Pope, Refugees, Religious Leaders Pray in Assisi for World Peace

During his papacy, Francis has strongly criticized those who turn their backs on people fleeing wars and poverty

Pope Francis, standing, leads a prayer with representatives of different religions, inside the Basilica of St. Francis, in Assisi, Tuesday, Sept. 20, 2016, photo: Pool photo, via AP/Tiziana Fabi
11 months ago

ASSISI, Italy – Pope Francis met with war refugees and religious figures on Tuesday in Assisi, the hometown of the tolerance-preaching St. Francis, for a day of prayers for peace and pleas for more attention to victims of conflicts worldwide.

Speaking about victims of war, Pope Francis lamented in a prayer service in St. Francis Basilica that refugees from conflicts often receive “the bitter vinegar of rejection.”

“Who listens to them? Who bothers responding to them?” Francis said. “Far too often, they encounter the deafening silence of indifference, the selfishness of those annoyed at being pestered, the coldness of those who silence their cry for help with the same ease with which television channels are changed.”

Throughout his papacy, Francis has decried those who turn their backs on those fleeing wars and poverty.

After his speech, the names of countries where war or other violence is raging were read aloud, in alphabetical order, with a tall, slender candle lit for each place. Places cited included Syria, Yemen, Nigeria, Mexico plagued with drug traffickers’ violence, Ukraine and Mindanao in the Philippines.

Earlier, after chatting individually with each of dozens of participants, Francis dined with them in the Franciscan convent. The guests included 12 refugees who fled war and conflicts in Nigeria, Eritrea, Mali and Syria, which was represented by three Christians who fled the besieged city of Aleppo.

In the day’s closing ceremony, an Armenian woman from Aleppo, Tamara Mikalli, addressed the participants, saying that when she pronounces the name of her city, “my heart tightens.” She recounted that she fled the city with her family to Lebanon after their house was bombed. She reached Italy thanks to a “humanitarian corridor” that saw Syrian refugees flown from Lebanon.

Another woman, from Eritrea, identified only as Enes, recounted that at lunch the pope asked each of the refugees how they reached Italy.

“I told him I made a voyage in boat, navigating in the Mediterranean after crossing the desert,” the Italian news agency quoted her as saying.

Christians, including the pope, prayed in the Basilica of St.
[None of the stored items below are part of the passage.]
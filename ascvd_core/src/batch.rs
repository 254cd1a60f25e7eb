//! CSV batch scoring.
//!
//! Each input row is one profile. Every row produces an output row: rows
//! that cannot be parsed or validated carry an `error` column instead of
//! scores, so one bad line never sinks a whole file.

use crate::types::{parse_flag, parse_smoker};
use crate::{ClinicalProfile, Config, Error, Race, Result, RiskReport};
use serde::{Deserialize, Serialize};
use std::io::{Read, Write};
use std::path::Path;
use tempfile::NamedTempFile;

/// A row of the input CSV, kept as text so each field can report its own error
#[derive(Debug, Deserialize)]
struct InputRow {
    #[serde(default)]
    id: Option<String>,
    age: String,
    sex: String,
    #[serde(default)]
    race: Option<String>,
    total_cholesterol: String,
    hdl: String,
    systolic_bp: String,
    bp_treatment: String,
    smoker: String,
    diabetic: String,
}

impl InputRow {
    fn to_profile(&self, default_race: Race) -> Result<ClinicalProfile> {
        let race = match self.race.as_deref().map(str::trim) {
            Some(race) if !race.is_empty() => race.parse()?,
            _ => default_race,
        };

        let profile = ClinicalProfile {
            age: parse_number("age", &self.age)?,
            sex: self.sex.parse()?,
            race,
            total_cholesterol: parse_number("total_cholesterol", &self.total_cholesterol)?,
            hdl_cholesterol: parse_number("hdl", &self.hdl)?,
            systolic_blood_pressure: parse_number("systolic_bp", &self.systolic_bp)?,
            on_hypertension_treatment: parse_flag("bp_treatment", &self.bp_treatment)?,
            smoker: parse_smoker(&self.smoker)?,
            diabetic: parse_flag("diabetic", &self.diabetic)?,
        };
        profile.validate()?;
        Ok(profile)
    }
}

fn parse_number<T: std::str::FromStr>(field: &'static str, value: &str) -> Result<T> {
    value
        .trim()
        .parse()
        .map_err(|_| Error::InvalidInput {
            field,
            reason: format!("'{}' is not a number", value.trim()),
        })
}

/// A row in the CSV output
#[derive(Debug, Default, Serialize)]
struct OutputRow {
    id: String,
    ten_year_risk: Option<f64>,
    lifetime_risk: Option<f64>,
    lifetime_tier: Option<&'static str>,
    lowest_ten_year_risk: Option<f64>,
    lowest_lifetime_risk: Option<f64>,
    potential_risk_reduction: Option<f64>,
    error: Option<String>,
}

impl OutputRow {
    fn scored(id: String, report: &RiskReport) -> Self {
        Self {
            id,
            ten_year_risk: report.ten_year_risk,
            lifetime_risk: report.lifetime_risk,
            lifetime_tier: report.lifetime_tier.map(|t| t.label()),
            lowest_ten_year_risk: report.lowest_ten_year_risk,
            lowest_lifetime_risk: report.lowest_lifetime_risk,
            potential_risk_reduction: report.potential_risk_reduction,
            error: None,
        }
    }

    fn rejected(id: String, error: &Error) -> Self {
        Self {
            id,
            error: Some(error.to_string()),
            ..Self::default()
        }
    }
}

/// Counts from a batch run
#[derive(Clone, Copy, Debug, Default, PartialEq, Eq)]
pub struct BatchSummary {
    pub scored: usize,
    pub rejected: usize,
}

impl BatchSummary {
    pub fn total(&self) -> usize {
        self.scored + self.rejected
    }
}

/// Score every profile in `input`, writing one result row per input row
pub fn score_csv<R: Read, W: Write>(input: R, output: W, config: &Config) -> Result<BatchSummary> {
    let mut reader = csv::ReaderBuilder::new().trim(csv::Trim::All).from_reader(input);
    let mut writer = csv::Writer::from_writer(output);
    let mut summary = BatchSummary::default();

    let tags = &config.projection.interventions;
    let horizon = config.projection.horizon;

    for (index, row) in reader.deserialize::<InputRow>().enumerate() {
        let line = index + 1;
        let (id, profile) = match row {
            Ok(row) => {
                let id = row
                    .id
                    .clone()
                    .filter(|id| !id.is_empty())
                    .unwrap_or_else(|| line.to_string());
                let profile = row.to_profile(config.defaults.race);
                (id, profile)
            }
            Err(e) => (line.to_string(), Err(Error::from(e))),
        };

        let out = match profile {
            Ok(profile) => {
                summary.scored += 1;
                OutputRow::scored(id, &RiskReport::build(&profile, tags, horizon))
            }
            Err(e) => {
                tracing::warn!("Rejected row {} ({}): {}", line, id, e);
                summary.rejected += 1;
                OutputRow::rejected(id, &e)
            }
        };
        writer.serialize(out)?;
    }

    writer.flush()?;
    tracing::info!(
        "Scored {} rows ({} rejected)",
        summary.scored,
        summary.rejected
    );
    Ok(summary)
}

/// Score a CSV file into another CSV file
///
/// The output is written to a temp file beside `output_path` and renamed
/// into place once complete, so a failed run never leaves a partial file.
pub fn score_csv_file(input_path: &Path, output_path: &Path, config: &Config) -> Result<BatchSummary> {
    let input = std::fs::File::open(input_path)?;

    let parent = match output_path.parent() {
        Some(parent) if !parent.as_os_str().is_empty() => parent,
        _ => Path::new("."),
    };
    std::fs::create_dir_all(parent)?;
    let temp = NamedTempFile::new_in(parent)?;

    let summary = score_csv(std::io::BufReader::new(input), temp.as_file(), config)?;
    temp.as_file().sync_all()?;
    temp.persist(output_path).map_err(|e| Error::Io(e.error))?;

    tracing::info!("Wrote batch results to {:?}", output_path);
    Ok(summary)
}
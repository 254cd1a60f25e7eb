//! Combined risk report for a single profile.

use crate::lifetime::classify_lifetime_tier;
use crate::projection::parse_interventions;
use crate::{
    compute_lifetime_risk, compute_lowest_lifetime, compute_lowest_ten_year_for,
    compute_potential_risk_with, compute_ten_year_score, ClinicalProfile, Horizon, Intervention,
    LifetimeTier, RiskResult,
};
use serde::Serialize;
use std::fmt;

/// Every estimate for one profile, as shown to a user
#[derive(Clone, Debug, PartialEq, Serialize)]
pub struct RiskReport {
    pub profile: ClinicalProfile,
    pub ten_year_risk: RiskResult,
    pub lifetime_risk: RiskResult,
    pub lifetime_tier: Option<LifetimeTier>,
    pub lowest_ten_year_risk: RiskResult,
    pub lowest_lifetime_risk: RiskResult,
    pub horizon: Horizon,
    pub interventions: Vec<Intervention>,
    pub potential_risk_reduction: RiskResult,
}

impl RiskReport {
    /// Run every estimator against `profile`
    ///
    /// Unrecognized intervention tags are dropped, same as the projector.
    pub fn build<S: AsRef<str>>(profile: &ClinicalProfile, tags: &[S], horizon: Horizon) -> Self {
        let interventions = parse_interventions(tags);
        let lifetime_risk = compute_lifetime_risk(profile);

        Self {
            profile: *profile,
            ten_year_risk: compute_ten_year_score(profile),
            lifetime_risk,
            lifetime_tier: lifetime_risk.and_then(|_| classify_lifetime_tier(profile)),
            lowest_ten_year_risk: compute_lowest_ten_year_for(profile.age, profile.sex, profile.race),
            lowest_lifetime_risk: compute_lowest_lifetime(profile.age, profile.sex),
            horizon,
            potential_risk_reduction: compute_potential_risk_with(&interventions, horizon, profile),
            interventions,
        }
    }
}

struct Percent(RiskResult);

impl fmt::Display for Percent {
    fn fmt(&self, f: &mut fmt::Formatter<'_>) -> fmt::Result {
        match self.0 {
            Some(value) => write!(f, "{:.1}%", value),
            None => write!(f, "n/a"),
        }
    }
}

impl fmt::Display for RiskReport {
    fn fmt(&self, f: &mut fmt::Formatter<'_>) -> fmt::Result {
        let p = &self.profile;
        writeln!(
            f,
            "Profile: {} y/o {} ({}), TC {} mg/dL, HDL {} mg/dL, SBP {} mmHg",
            p.age, p.sex, p.race, p.total_cholesterol, p.hdl_cholesterol, p.systolic_blood_pressure
        )?;
        writeln!(f, "  10-year ASCVD risk:      {}", Percent(self.ten_year_risk))?;
        writeln!(f, "  Lowest 10-year risk:     {}", Percent(self.lowest_ten_year_risk))?;
        match self.lifetime_tier {
            Some(tier) => writeln!(
                f,
                "  Lifetime ASCVD risk:     {} ({})",
                Percent(self.lifetime_risk),
                tier
            )?,
            None => writeln!(f, "  Lifetime ASCVD risk:     {}", Percent(self.lifetime_risk))?,
        }
        writeln!(f, "  Lowest lifetime risk:    {}", Percent(self.lowest_lifetime_risk))?;

        let applied: Vec<&str> = self.interventions.iter().map(|i| i.tag()).collect();
        let applied = if applied.is_empty() {
            "none".to_string()
        } else {
            applied.join(", ")
        };
        write!(
            f,
            "  Potential reduction ({}, {}): {}",
            self.horizon,
            applied,
            Percent(self.potential_risk_reduction)
        )
    }
}

#[cfg(test)]
mod tests {
    use super::*;
    use crate::{Race, Sex};

    fn young_smoker() -> ClinicalProfile {
        ClinicalProfile {
            age: 45,
            sex: Sex::Male,
            race: Race::Other,
            total_cholesterol: 250.0,
            hdl_cholesterol: 45.0,
            systolic_blood_pressure: 150.0,
            on_hypertension_treatment: false,
            smoker: true,
            diabetic: false,
        }
    }

    #[test]
    fn test_report_collects_every_estimate() {
        let profile = young_smoker();
        let report = RiskReport::build(&profile, &["statin", "sysBP"], Horizon::Lifetime);

        assert_eq!(report.ten_year_risk, compute_ten_year_score(&profile));
        assert_eq!(report.lifetime_risk, Some(69.0));
        assert_eq!(report.lifetime_tier, Some(LifetimeTier::TwoOrMoreMajor));
        assert_eq!(report.lowest_lifetime_risk, Some(5.0));
        assert_eq!(
            report.interventions,
            vec![Intervention::Statin, Intervention::BloodPressure]
        );
        assert_eq!(report.potential_risk_reduction, Some(38.0));
    }

    #[test]
    fn test_report_outside_lifetime_range() {
        let profile = ClinicalProfile {
            age: 70,
            ..young_smoker()
        };
        let report = RiskReport::build(&profile, &["statin", "unknown"], Horizon::Lifetime);

        assert!(report.ten_year_risk.is_some());
        assert_eq!(report.lifetime_risk, None);
        assert_eq!(report.lifetime_tier, None);
        assert_eq!(report.potential_risk_reduction, None);
        assert_eq!(report.interventions, vec![Intervention::Statin]);

        let text = report.to_string();
        assert!(text.contains("Lifetime ASCVD risk:     n/a"));
        assert!(text.contains("Potential reduction (lifetime, statin): n/a"));
    }

    #[test]
    fn test_report_json_shape() {
        let report = RiskReport::build(&young_smoker(), &["statin"], Horizon::Ten);
        let json = serde_json::to_value(&report).unwrap();

        assert_eq!(json["lifetime_tier"], "major2");
        assert_eq!(json["horizon"], "ten");
        assert_eq!(json["interventions"][0], "statin");
        assert_eq!(json["profile"]["sex"], "male");
        assert!(json["ten_year_risk"].is_number());
    }

    #[test]
    fn test_report_text() {
        let report = RiskReport::build(&young_smoker(), &["statin", "sysBP"], Horizon::Lifetime);
        let text = report.to_string();
        assert!(text.starts_with("Profile: 45 y/o male (other)"));
        assert!(text.contains("Lifetime ASCVD risk:     69.0% (major2)"));
        assert!(text.contains("Potential reduction (lifetime, statin, sysBP): 38.0%"));
    }
}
Francis, while those from other religions, including Jews, Muslims, Hindus, Buddhists and others, prayed elsewhere in the town. For centuries, Assisi has drawn admirers of the saint who abandoned family wealth for an austere existence of preaching tolerance.

Flanking the pope in the basilica was the Archbishop of Canterbury, Justin Welby, who decried how despite much wealth, people in Europe experience “dissatisfaction and despair, in the breakdown of families, in hunger and inequality, in turning to extremists.” He noted fear, anger and resentment prompts some to take to “fearing the stranger.”

Earlier this week, Pope Francis urged people worldwide to pray on Tuesday for peace, whenever they could.

Francis took his papal name from the saint who was born in the Umbrian hill town, where Franciscans from the religious order founded by the medieval saint care for the basilica and its renowned artworks. St. John Paul II established the inter-religious prayer gathering in Assisi in 1986.

He has also pressed for countries and individuals to welcome refugees. As an example, he flew Syrian civil war refugees back to Rome with him after his visit to the Greek island of Lesbos, where thousands of those fleeing fighting and poverty had set foot in Europe after risky journeys in smugglers’ boats.

Among those dining with Francis in Assisi was a 23-year-old man from Mali, who survived a voyage on a fishing boat from Libya, where human smugglers are based, to Sicily.